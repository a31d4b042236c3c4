//! Positional encoding implementations
mod positional;
pub use positional::PositionalEncoding;

pub mod frequencies;
pub use frequencies::{
    generate_frequencies, generate_frequencies_with_base, DEFAULT_BASE, MAX_STABLE_POSITION,
};

mod layout;

mod sinusoidal;
pub use sinusoidal::{
    sinusoidal_encode, sinusoidal_rows, SinusoidalPositionalEncoding,
};

mod rotary;
pub use rotary::{rotary_encode, rotate_half, RotaryPositionEmbedding};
──────────
**Aim of the task:** Copy exactly the lines that run from the one containing "Positional encoding implementations" to the last line of the listing, both included, and nothing more.

**Answer space:**
//! Positional encoding implementations
mod positional;
pub use positional::PositionalEncoding;

pub mod frequencies;
pub use frequencies::{
    generate_frequencies, generate_frequencies_with_base, DEFAULT_BASE, MAX_STABLE_POSITION,
};

mod layout;

mod sinusoidal;
pub use sinusoidal::{
    sinusoidal_encode, sinusoidal_rows, SinusoidalPositionalEncoding,
};

mod rotary;
pub use rotary::{rotary_encode, rotate_half, RotaryPositionEmbedding};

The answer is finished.